宇宙混沌
Eyecatch

第5章:美男を脱がせたいジータちゃん


 モデルの日当三万ルピ。ルナールが提示した価格はシェロカルテの時給よりもかなり良かったらしい。
 グランサイファーに戻る道すがら、ドランクに尋ねる。
「そういえば、ユーステスと犬触りに行ったんでしょ? どうだった?」
「可愛かったよー。動物と触れ合うって良いね。温かい気持ちになれる」
「そっか。楽しかったんなら良かった」
 いや、私はスツルムとどうなったのかが知りたいんだけどね。でも、ユーステスと三人だったなら、発展するものもしないか……。
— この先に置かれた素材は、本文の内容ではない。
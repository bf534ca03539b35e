//! DeepSeek chat-completion client, served through the Hugging Face router's
//! Novita provider (OpenAI-compatible API, authenticated with an HF token).

use crate::llm::wire::{ChatCompletionRequest, ChatCompletionResponse};
use crate::llm::{ChatBackend, ChatMessage, ChatResponse, LlmError};
use async_trait::async_trait;

const DEFAULT_BASE_URL: &str = "https://router.huggingface.co/novita/v3/openai";

/// Model used when none is configured.
pub const DEFAULT_MODEL: &str = "deepseek-ai/DeepSeek-V3-0324";

const TEMPERATURE: f32 = 0.5;

/// Client for DeepSeek completions via the Hugging Face router (Novita).
#[derive(Clone)]
pub struct NovitaClient {
    base_url: String,
    api_token: String,
    client: reqwest::Client,
}

impl NovitaClient {
    pub fn new(api_token: impl Into<String>, base_url: Option<String>) -> Self {
        let base_url = base_url
            .map(|u| u.trim_end_matches('/').to_string())
            .unwrap_or_else(|| DEFAULT_BASE_URL.to_string());
        Self {
            base_url,
            api_token: api_token.into(),
            client: reqwest::Client::new(),
        }
    }

    /// POST /chat/completions — non-streaming chat completion.
    pub async fn chat(
        &self,
        model: &str,
        messages: Vec<ChatMessage>,
    ) -> Result<ChatResponse, LlmError> {
        let url = format!("{}/chat/completions", self.base_url);
        let body = ChatCompletionRequest {
            model: model.to_string(),
            messages,
            temperature: TEMPERATURE,
            stream: false,
        };
        let res = self
            .client
            .post(&url)
            .bearer_auth(&self.api_token)
            .json(&body)
            .send()
            .await?;
        if !res.status().is_success() {
            let status = res.status().as_u16();
            let message = res.text().await.unwrap_or_default();
            return Err(LlmError::Api { status, message });
        }
        let data: ChatCompletionResponse = res.json().await?;
        Ok(data.into_chat_response())
    }
}

#[async_trait]
impl ChatBackend for NovitaClient {
    async fn chat(&self, model: &str, messages: Vec<ChatMessage>) -> Result<ChatResponse, LlmError> {
        NovitaClient::chat(self, model, messages).await
    }
}

#[cfg(test)]
mod tests {
    use super::*;

    #[test]
    fn default_base_url() {
        let c = NovitaClient::new("token", None);
        assert_eq!(c.base_url, "https://router.huggingface.co/novita/v3/openai");
    }
}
「あれからずっと生き物飼いたいなーって思ってるんだけど、仕事柄無理だからねえ」
「じゃあまた、今度は私達と行こっ? スツルムももちろん一緒ね」
 グランサイファーの泊まっている港に着く。艇を整備している人影が見えた。
「ラカム! おつかれ!!」
 距離が遠いので叫ぶ。ラカムは気付くと、掌をひらひらと振った。
「そう言えば、ルナールさんって耽美絵が描きたいんでしょ? モデルって僕一人で良いの?」
「「確かに」」
 ルナールと同時に呟いた。カラミティ・ピクチュアルを生み出すには、ドランク一人だけじゃなくて、もう一人イケメンを連れてくるべきじゃない?
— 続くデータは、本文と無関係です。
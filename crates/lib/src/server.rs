//! HTTP server: chat page, relay endpoints, and the WhatsApp webhook.

use crate::bridge::{self, VerifyParams, WebhookBridge};
use crate::channels::whatsapp::{WebhookEvent, WhatsAppClient};
use crate::config::{self, Config};
use crate::llm::{GroqClient, NovitaClient};
use crate::relay::{ProviderKind, RelayError, RelayHandler, RelayRequest};
use anyhow::{Context, Result};
use axum::{
    body::Bytes,
    extract::{Path, Query, State},
    http::StatusCode,
    response::Html,
    routing::{get, post},
    Json, Router,
};
use serde_json::json;
use std::collections::HashMap;
use std::sync::Arc;

static CHAT_PAGE: &str = include_str!("../assets/chat.html");

/// Shared state: read-only config, one relay per configured provider, and
/// the webhook bridge.
#[derive(Clone)]
pub struct AppState {
    pub config: Arc<Config>,
    relays: Arc<HashMap<ProviderKind, RelayHandler>>,
    bridge: Arc<WebhookBridge>,
}

/// Build the application state from config. Providers without an API key get
/// no relay; their endpoint reports the missing configuration per request,
/// before any network call would be made.
pub fn build_state(config: Config) -> AppState {
    let mut relays = HashMap::new();

    if let Some(key) = config::resolve_groq_api_key(&config) {
        let client = GroqClient::new(key, config.providers.groq.base_url.clone());
        let model = config::resolve_groq_model(&config);
        relays.insert(
            ProviderKind::Groq,
            RelayHandler::new(ProviderKind::Groq, model, Arc::new(client)),
        );
    } else {
        log::warn!("groq api key not configured; /relay/groq will report an error");
    }

    if let Some(token) = config::resolve_novita_token(&config) {
        let client = NovitaClient::new(token, config.providers.novita.base_url.clone());
        let model = config::resolve_novita_model(&config);
        relays.insert(
            ProviderKind::Novita,
            RelayHandler::new(ProviderKind::Novita, model, Arc::new(client)),
        );
    } else {
        log::warn!("hugging face api token not configured; /relay/novita will report an error");
    }

    let whatsapp = match (
        config::resolve_whatsapp_token(&config),
        config::resolve_phone_number_id(&config),
    ) {
        (Some(token), Some(phone_number_id)) => Some(WhatsAppClient::new(
            token,
            phone_number_id,
            config.channels.whatsapp.api_base.clone(),
        )),
        _ => {
            log::warn!("whatsapp access token or phone number id not configured; webhook replies disabled");
            None
        }
    };
    let bridge = WebhookBridge::new(config::resolve_relay_url(&config), whatsapp);

    AppState {
        config: Arc::new(config),
        relays: Arc::new(relays),
        bridge: Arc::new(bridge),
    }
}

pub fn build_router(state: AppState) -> Router {
    Router::new()
        .route("/", get(chat_page))
        .route("/healthz", get(health))
        .route("/relay/:provider", post(relay))
        .route("/webhook", get(verify_webhook).post(receive_webhook))
        .with_state(state)
}

/// Run the server; binds to config.server.bind:config.server.port and blocks
/// until shutdown (Ctrl+C or SIGTERM).
pub async fn run_server(config: Config) -> Result<()> {
    let bind_addr = format!("{}:{}", config.server.bind.trim(), config.server.port);
    let state = build_state(config);
    let app = build_router(state);

    let listener = tokio::net::TcpListener::bind(&bind_addr)
        .await
        .with_context(|| format!("binding to {}", bind_addr))?;
    log::info!("sunline listening on {}", bind_addr);

    axum::serve(listener, app)
        .with_graceful_shutdown(shutdown_signal())
        .await
        .context("server exited")?;
    log::info!("server stopped");
    Ok(())
}

/// Completes on SIGINT or SIGTERM.
async fn shutdown_signal() {
    let ctrl_c = async {
        tokio::signal::ctrl_c()
            .await
            .expect("failed to install Ctrl+C handler");
    };

    #[cfg(unix)]
    let terminate = async {
        tokio::signal::unix::signal(tokio::signal::unix::SignalKind::terminate())
            .expect("failed to install SIGTERM handler")
            .recv()
            .await;
    };

    #[cfg(not(unix))]
    let terminate = std::future::pending::<()>();

    tokio::select! {
        _ = ctrl_c => {},
        _ = terminate => {},
    }
    log::info!("shutdown signal received");
}

/// GET / — the embedded chat page.
async fn chat_page() -> Html<&'static str> {
    Html(CHAT_PAGE)
}

/// GET /healthz — simple health JSON (for probes).
async fn health(State(state): State<AppState>) -> Json<serde_json::Value> {
    let providers: Vec<&str> = ProviderKind::ALL
        .iter()
        .filter(|p| state.relays.contains_key(*p))
        .map(|p| p.as_str())
        .collect();
    Json(json!({
        "runtime": "running",
        "port": state.config.server.port,
        "providers": providers,
    }))
}

/// POST /relay/{provider} — one chat turn against the named provider.
async fn relay(
    State(state): State<AppState>,
    Path(provider): Path<String>,
    body: Option<Json<RelayRequest>>,
) -> (StatusCode, Json<serde_json::Value>) {
    let Some(kind) = ProviderKind::from_path(&provider) else {
        return (
            StatusCode::NOT_FOUND,
            Json(json!({ "error": format!("unknown provider: {}", provider) })),
        );
    };
    let Some(handler) = state.relays.get(&kind) else {
        let err = RelayError::Config(format!(
            "{} is not configured (missing API key)",
            kind.display_name()
        ));
        log::warn!("relay {}: {}", kind, err);
        return (err.status(), Json(json!({ "error": err.to_string() })));
    };

    let req = body.map(|Json(r)| r).unwrap_or_default();
    let prompt = req.prompt.unwrap_or_default();
    let history = req.history.unwrap_or_default();
    match handler.send(&prompt, &history).await {
        Ok(reply) => (StatusCode::OK, Json(json!({ "reply": reply }))),
        Err(err) => {
            log::warn!("relay {} failed: {}", kind, err);
            (err.status(), Json(json!({ "error": err.to_string() })))
        }
    }
}

/// GET /webhook — subscription verification: echo the challenge on a token
/// match, 403 otherwise.
async fn verify_webhook(
    State(state): State<AppState>,
    Query(params): Query<VerifyParams>,
) -> (StatusCode, String) {
    let expected = config::resolve_verify_token(&state.config).unwrap_or_default();
    if bridge::subscription_ok(&params.mode, &params.verify_token, &expected) {
        log::info!("webhook subscription verified");
        (StatusCode::OK, params.challenge)
    } else {
        log::warn!("webhook verification rejected (mode: {:?})", params.mode);
        (StatusCode::FORBIDDEN, "Forbidden".to_string())
    }
}

/// POST /webhook — platform message delivery. Always acknowledges with 200;
/// the platform retries any other status, which would duplicate replies.
async fn receive_webhook(State(state): State<AppState>, body: Bytes) -> (StatusCode, &'static str) {
    match serde_json::from_slice::<WebhookEvent>(&body) {
        Ok(event) => state.bridge.process_event(event).await,
        Err(e) => log::debug!("webhook: ignoring undecodable payload: {}", e),
    }
    (StatusCode::OK, bridge::EVENT_ACK)
}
「……ラカムって身長[たっぱ]だけはあるわよね……」
 ルナールが腕を組んでそんな事を言った。
「この際ラカムでも良い?」
「GO」
「ちょっとドランク手伝って。昔ラカムの事人質にしてたでしょ?」
「捕まえたら良いのかな?」

 という事で五分後。
「なんで俺がドランク[こいつ]と絡まなきゃいけねえんだよ!!」
「えー折角捕まえたのにー?」
「言ってる傍から顔を近付けるな! つーか、お前は気色悪くねえのかよ、おっさん同士で絡んで」
「別にー。それに僕まだおっさんじゃないし」
「そうよ。自分が老け顔だからって他人にも押し付けるのは良くないわ」
 ドランクとルナールの容赦無い攻撃にラカムが目に見えて落ち込む。ちょっと可哀想になってきた。
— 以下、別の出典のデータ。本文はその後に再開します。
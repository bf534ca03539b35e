//! Sunline core library — configuration, LLM provider clients, the relay,
//! the WhatsApp webhook bridge, and the HTTP server, shared with the CLI.

pub mod bridge;
pub mod channels;
pub mod config;
pub mod conversation;
pub mod llm;
pub mod relay;
pub mod server;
「ま、まあ、ラカムは此処まで操舵してきて疲れてるもんね。ごめんね、整備してる所邪魔しちゃって」
「当たり前だ! ったく。昼寝するから起こすなよ。整備はその後にする」
 解放してあげると、ラカムは煙草を取り出しながらルナールの部屋を出て行く。
 そう、その匂いだ。ドランクの髪からするの。
 スツルムは今居ないって言ってるし、吸ってるのドランクだよね? 吸っている所を見た事がない所為で、良からぬ疑念が浮かんでしまう。もしかして、同じタバコを吸うホステスが居るお店に通ってるんじゃ……。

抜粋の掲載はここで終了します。